::: Task input :::

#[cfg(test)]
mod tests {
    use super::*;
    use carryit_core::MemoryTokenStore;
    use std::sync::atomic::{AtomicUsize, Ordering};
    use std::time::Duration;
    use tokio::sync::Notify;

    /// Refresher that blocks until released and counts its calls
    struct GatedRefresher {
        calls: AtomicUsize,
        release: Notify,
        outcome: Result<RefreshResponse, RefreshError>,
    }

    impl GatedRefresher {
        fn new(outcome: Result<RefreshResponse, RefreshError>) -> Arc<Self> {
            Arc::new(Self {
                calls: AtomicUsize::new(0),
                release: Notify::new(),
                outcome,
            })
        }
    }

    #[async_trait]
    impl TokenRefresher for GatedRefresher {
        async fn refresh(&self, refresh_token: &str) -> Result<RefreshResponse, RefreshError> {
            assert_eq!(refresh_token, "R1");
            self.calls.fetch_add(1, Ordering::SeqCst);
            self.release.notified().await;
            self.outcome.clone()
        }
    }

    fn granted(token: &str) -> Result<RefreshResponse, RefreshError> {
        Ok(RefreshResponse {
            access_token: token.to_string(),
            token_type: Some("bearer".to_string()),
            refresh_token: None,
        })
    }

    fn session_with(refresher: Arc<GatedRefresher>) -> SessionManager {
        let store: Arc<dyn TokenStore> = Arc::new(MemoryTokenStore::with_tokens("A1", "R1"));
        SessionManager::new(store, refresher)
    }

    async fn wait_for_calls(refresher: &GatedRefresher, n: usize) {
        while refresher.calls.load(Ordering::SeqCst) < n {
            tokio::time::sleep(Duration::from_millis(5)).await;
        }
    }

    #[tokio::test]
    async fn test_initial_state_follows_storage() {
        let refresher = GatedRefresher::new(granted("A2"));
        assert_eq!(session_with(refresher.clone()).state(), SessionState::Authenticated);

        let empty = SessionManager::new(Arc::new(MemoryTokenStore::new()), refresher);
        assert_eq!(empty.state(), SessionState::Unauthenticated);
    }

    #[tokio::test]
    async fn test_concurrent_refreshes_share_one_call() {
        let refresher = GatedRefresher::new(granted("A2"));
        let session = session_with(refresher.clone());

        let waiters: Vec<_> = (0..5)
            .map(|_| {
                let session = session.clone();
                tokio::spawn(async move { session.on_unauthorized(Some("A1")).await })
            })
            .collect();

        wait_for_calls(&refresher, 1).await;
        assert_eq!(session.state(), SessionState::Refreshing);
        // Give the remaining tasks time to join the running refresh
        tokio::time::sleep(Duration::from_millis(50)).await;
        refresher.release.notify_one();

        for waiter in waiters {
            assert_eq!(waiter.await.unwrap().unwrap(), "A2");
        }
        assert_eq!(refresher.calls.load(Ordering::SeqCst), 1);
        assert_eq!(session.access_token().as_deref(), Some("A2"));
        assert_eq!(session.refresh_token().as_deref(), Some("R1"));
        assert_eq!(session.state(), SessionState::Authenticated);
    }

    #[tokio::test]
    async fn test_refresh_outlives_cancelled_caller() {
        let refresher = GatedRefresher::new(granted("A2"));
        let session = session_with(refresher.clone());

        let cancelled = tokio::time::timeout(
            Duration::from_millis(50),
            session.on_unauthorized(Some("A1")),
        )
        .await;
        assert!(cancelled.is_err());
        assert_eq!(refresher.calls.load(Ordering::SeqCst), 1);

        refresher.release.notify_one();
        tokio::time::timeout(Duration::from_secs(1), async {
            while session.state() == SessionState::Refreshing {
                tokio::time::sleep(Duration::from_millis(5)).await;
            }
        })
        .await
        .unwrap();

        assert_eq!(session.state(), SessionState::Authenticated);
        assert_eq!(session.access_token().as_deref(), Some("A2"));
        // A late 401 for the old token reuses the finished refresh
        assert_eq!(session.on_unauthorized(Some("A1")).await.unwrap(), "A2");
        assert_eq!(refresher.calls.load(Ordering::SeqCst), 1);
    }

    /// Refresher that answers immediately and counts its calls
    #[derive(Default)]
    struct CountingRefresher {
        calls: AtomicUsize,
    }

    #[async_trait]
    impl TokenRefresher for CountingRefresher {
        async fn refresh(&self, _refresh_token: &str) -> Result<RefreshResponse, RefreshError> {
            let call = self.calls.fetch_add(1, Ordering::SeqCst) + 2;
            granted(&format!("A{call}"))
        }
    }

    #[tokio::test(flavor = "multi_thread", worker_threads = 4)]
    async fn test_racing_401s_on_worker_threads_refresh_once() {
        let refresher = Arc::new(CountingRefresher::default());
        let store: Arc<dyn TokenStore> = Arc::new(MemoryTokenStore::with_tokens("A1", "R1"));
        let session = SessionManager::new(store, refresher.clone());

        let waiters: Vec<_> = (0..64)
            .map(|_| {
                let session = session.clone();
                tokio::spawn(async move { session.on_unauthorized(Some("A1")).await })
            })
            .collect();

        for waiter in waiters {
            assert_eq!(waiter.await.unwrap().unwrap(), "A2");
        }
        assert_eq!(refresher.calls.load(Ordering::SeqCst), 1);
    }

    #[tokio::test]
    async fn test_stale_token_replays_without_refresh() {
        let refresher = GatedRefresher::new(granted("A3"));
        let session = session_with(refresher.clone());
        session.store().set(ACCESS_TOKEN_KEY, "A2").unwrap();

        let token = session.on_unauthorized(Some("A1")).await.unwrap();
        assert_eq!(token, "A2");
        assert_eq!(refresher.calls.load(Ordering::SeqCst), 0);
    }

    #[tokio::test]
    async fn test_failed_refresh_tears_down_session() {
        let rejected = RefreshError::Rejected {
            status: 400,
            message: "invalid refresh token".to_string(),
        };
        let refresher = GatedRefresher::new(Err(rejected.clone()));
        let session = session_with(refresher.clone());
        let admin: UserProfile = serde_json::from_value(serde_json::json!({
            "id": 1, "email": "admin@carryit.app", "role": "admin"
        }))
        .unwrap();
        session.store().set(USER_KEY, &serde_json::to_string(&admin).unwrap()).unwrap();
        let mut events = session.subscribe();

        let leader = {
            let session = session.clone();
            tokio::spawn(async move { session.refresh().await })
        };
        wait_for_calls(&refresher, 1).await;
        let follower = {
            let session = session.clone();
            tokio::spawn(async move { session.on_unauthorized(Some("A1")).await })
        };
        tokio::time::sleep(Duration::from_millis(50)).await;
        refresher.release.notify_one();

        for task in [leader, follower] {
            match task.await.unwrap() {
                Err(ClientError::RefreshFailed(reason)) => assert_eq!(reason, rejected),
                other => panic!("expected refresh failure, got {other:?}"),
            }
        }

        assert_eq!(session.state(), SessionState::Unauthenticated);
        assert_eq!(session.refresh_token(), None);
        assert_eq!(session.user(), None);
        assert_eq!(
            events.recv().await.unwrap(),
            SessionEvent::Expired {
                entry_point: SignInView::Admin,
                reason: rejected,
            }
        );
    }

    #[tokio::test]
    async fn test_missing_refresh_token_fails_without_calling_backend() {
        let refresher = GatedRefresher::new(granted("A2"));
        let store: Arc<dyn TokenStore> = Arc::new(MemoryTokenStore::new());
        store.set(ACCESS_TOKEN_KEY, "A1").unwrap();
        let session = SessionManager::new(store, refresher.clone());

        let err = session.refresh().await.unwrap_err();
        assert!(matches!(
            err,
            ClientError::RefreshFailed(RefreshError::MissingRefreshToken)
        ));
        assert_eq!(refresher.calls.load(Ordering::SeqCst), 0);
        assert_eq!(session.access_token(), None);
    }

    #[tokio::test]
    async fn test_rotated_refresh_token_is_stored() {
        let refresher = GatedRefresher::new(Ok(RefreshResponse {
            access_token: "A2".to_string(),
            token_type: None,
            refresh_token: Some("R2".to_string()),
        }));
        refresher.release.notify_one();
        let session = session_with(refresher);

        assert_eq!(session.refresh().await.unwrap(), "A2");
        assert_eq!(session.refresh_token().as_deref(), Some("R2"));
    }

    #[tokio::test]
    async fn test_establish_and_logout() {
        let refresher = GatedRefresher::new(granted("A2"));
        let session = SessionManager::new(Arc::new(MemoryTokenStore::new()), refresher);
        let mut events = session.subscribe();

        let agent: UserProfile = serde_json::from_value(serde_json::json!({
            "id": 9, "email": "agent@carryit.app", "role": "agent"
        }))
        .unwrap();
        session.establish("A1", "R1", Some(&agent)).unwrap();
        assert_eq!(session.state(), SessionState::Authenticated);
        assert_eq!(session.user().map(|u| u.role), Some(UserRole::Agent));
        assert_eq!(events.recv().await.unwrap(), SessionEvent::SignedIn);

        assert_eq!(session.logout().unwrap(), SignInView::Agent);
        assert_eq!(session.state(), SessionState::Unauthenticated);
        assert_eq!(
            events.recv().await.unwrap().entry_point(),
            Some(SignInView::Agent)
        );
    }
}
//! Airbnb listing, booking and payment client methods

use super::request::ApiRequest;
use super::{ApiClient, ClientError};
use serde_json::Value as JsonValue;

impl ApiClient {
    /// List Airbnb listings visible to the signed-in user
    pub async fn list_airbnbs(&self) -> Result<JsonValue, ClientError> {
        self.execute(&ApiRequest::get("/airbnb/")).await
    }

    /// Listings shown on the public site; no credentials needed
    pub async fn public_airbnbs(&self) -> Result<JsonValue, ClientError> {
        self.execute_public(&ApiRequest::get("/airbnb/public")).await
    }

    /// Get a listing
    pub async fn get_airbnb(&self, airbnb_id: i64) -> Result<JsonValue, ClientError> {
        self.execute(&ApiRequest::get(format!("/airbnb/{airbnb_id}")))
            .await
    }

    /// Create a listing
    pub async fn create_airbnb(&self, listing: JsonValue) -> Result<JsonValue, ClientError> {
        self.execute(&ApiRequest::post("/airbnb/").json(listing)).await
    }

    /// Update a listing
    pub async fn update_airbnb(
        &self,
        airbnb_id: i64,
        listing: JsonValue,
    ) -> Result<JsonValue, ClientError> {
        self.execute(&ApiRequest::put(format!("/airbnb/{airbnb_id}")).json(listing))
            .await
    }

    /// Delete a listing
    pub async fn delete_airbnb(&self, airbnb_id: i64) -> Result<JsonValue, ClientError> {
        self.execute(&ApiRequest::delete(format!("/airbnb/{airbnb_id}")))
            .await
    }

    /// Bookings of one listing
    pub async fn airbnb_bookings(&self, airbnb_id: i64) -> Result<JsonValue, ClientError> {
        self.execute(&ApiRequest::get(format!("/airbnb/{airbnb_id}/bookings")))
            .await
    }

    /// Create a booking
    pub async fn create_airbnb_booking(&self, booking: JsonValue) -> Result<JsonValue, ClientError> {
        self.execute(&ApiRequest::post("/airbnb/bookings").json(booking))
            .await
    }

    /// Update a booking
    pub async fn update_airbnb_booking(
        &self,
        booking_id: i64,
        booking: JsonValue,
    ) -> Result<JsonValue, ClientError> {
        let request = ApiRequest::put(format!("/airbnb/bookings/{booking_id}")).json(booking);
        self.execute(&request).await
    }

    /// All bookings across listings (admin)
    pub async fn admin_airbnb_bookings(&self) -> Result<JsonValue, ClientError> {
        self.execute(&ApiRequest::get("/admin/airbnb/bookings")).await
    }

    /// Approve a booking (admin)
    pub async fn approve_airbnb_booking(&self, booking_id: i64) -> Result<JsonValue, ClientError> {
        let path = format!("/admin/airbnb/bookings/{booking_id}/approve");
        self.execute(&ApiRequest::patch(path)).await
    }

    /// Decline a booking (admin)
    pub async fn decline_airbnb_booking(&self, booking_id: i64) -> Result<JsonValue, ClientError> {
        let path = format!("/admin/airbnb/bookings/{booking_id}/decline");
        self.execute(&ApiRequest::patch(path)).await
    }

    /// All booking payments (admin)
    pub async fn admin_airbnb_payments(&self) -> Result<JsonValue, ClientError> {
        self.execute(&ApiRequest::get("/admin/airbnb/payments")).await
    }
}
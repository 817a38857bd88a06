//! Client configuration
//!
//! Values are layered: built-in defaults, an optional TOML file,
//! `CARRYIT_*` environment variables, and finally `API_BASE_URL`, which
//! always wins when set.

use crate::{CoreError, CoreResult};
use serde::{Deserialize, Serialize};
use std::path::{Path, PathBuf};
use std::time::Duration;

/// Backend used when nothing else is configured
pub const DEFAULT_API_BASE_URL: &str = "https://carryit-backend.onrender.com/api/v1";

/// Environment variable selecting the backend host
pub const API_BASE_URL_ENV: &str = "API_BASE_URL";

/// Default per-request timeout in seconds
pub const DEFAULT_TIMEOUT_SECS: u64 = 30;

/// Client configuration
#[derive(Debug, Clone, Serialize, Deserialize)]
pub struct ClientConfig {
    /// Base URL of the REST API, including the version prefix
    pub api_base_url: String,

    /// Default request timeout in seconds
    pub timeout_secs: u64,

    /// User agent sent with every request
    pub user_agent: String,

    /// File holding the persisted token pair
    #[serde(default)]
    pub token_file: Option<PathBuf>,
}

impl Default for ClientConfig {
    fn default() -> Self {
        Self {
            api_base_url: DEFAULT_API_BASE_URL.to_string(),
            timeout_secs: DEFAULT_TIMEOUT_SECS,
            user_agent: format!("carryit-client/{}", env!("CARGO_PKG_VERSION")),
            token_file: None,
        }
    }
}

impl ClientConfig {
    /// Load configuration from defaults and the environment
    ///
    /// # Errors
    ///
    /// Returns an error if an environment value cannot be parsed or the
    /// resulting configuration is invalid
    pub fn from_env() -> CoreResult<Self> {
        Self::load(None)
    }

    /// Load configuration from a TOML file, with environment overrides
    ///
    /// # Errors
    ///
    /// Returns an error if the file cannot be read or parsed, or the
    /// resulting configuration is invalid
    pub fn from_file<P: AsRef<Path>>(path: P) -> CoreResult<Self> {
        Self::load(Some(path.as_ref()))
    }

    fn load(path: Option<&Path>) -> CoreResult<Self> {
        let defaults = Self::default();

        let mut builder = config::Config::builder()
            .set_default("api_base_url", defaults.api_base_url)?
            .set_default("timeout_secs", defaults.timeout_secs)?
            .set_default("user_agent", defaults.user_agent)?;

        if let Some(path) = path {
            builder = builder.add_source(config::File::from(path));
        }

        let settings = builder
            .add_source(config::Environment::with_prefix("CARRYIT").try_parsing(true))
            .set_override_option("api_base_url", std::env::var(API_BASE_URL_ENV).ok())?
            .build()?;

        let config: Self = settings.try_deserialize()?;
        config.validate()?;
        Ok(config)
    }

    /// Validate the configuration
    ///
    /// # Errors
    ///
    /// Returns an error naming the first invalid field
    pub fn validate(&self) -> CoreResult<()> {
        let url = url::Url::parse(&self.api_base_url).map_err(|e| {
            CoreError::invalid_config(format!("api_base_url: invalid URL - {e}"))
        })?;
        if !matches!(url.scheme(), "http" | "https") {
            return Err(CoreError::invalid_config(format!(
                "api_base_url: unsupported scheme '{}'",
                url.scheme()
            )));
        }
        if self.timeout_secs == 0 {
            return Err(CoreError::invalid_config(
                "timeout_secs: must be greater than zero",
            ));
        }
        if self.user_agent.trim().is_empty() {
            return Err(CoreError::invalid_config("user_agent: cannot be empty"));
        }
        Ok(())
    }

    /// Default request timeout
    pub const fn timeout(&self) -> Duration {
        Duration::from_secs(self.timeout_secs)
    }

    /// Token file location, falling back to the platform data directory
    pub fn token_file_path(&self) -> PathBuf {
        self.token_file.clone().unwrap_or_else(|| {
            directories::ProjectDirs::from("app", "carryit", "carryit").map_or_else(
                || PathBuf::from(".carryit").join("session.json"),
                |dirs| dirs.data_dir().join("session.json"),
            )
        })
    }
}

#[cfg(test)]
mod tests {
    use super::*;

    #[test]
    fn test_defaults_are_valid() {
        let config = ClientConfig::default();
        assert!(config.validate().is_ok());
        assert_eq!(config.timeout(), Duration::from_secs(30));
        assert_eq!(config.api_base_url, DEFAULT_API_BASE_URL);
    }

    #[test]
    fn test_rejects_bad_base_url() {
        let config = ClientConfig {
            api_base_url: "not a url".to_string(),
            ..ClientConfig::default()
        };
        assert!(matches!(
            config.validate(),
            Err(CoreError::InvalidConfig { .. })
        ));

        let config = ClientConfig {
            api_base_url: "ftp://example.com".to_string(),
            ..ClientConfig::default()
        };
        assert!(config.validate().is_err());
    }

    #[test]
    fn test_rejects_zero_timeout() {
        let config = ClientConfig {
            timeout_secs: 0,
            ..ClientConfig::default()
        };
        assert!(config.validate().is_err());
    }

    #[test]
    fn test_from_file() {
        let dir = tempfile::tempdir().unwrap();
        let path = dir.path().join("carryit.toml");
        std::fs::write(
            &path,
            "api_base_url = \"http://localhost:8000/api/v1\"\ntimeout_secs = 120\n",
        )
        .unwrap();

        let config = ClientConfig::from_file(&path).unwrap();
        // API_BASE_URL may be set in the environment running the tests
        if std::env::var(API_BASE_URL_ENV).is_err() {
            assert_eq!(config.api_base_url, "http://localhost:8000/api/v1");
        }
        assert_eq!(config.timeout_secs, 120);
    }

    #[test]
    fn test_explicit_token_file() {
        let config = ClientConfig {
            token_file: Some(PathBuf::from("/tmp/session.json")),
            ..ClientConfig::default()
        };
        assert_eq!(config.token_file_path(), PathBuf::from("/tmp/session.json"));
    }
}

:::

# [Work request]
When a line among the entries contains "sleep", pull that line out.

# [Output below]
            tokio::time::sleep(Duration::from_millis(5)).await;
        tokio::time::sleep(Duration::from_millis(50)).await;
                tokio::time::sleep(Duration::from_millis(5)).await;
        tokio::time::sleep(Duration::from_millis(50)).await;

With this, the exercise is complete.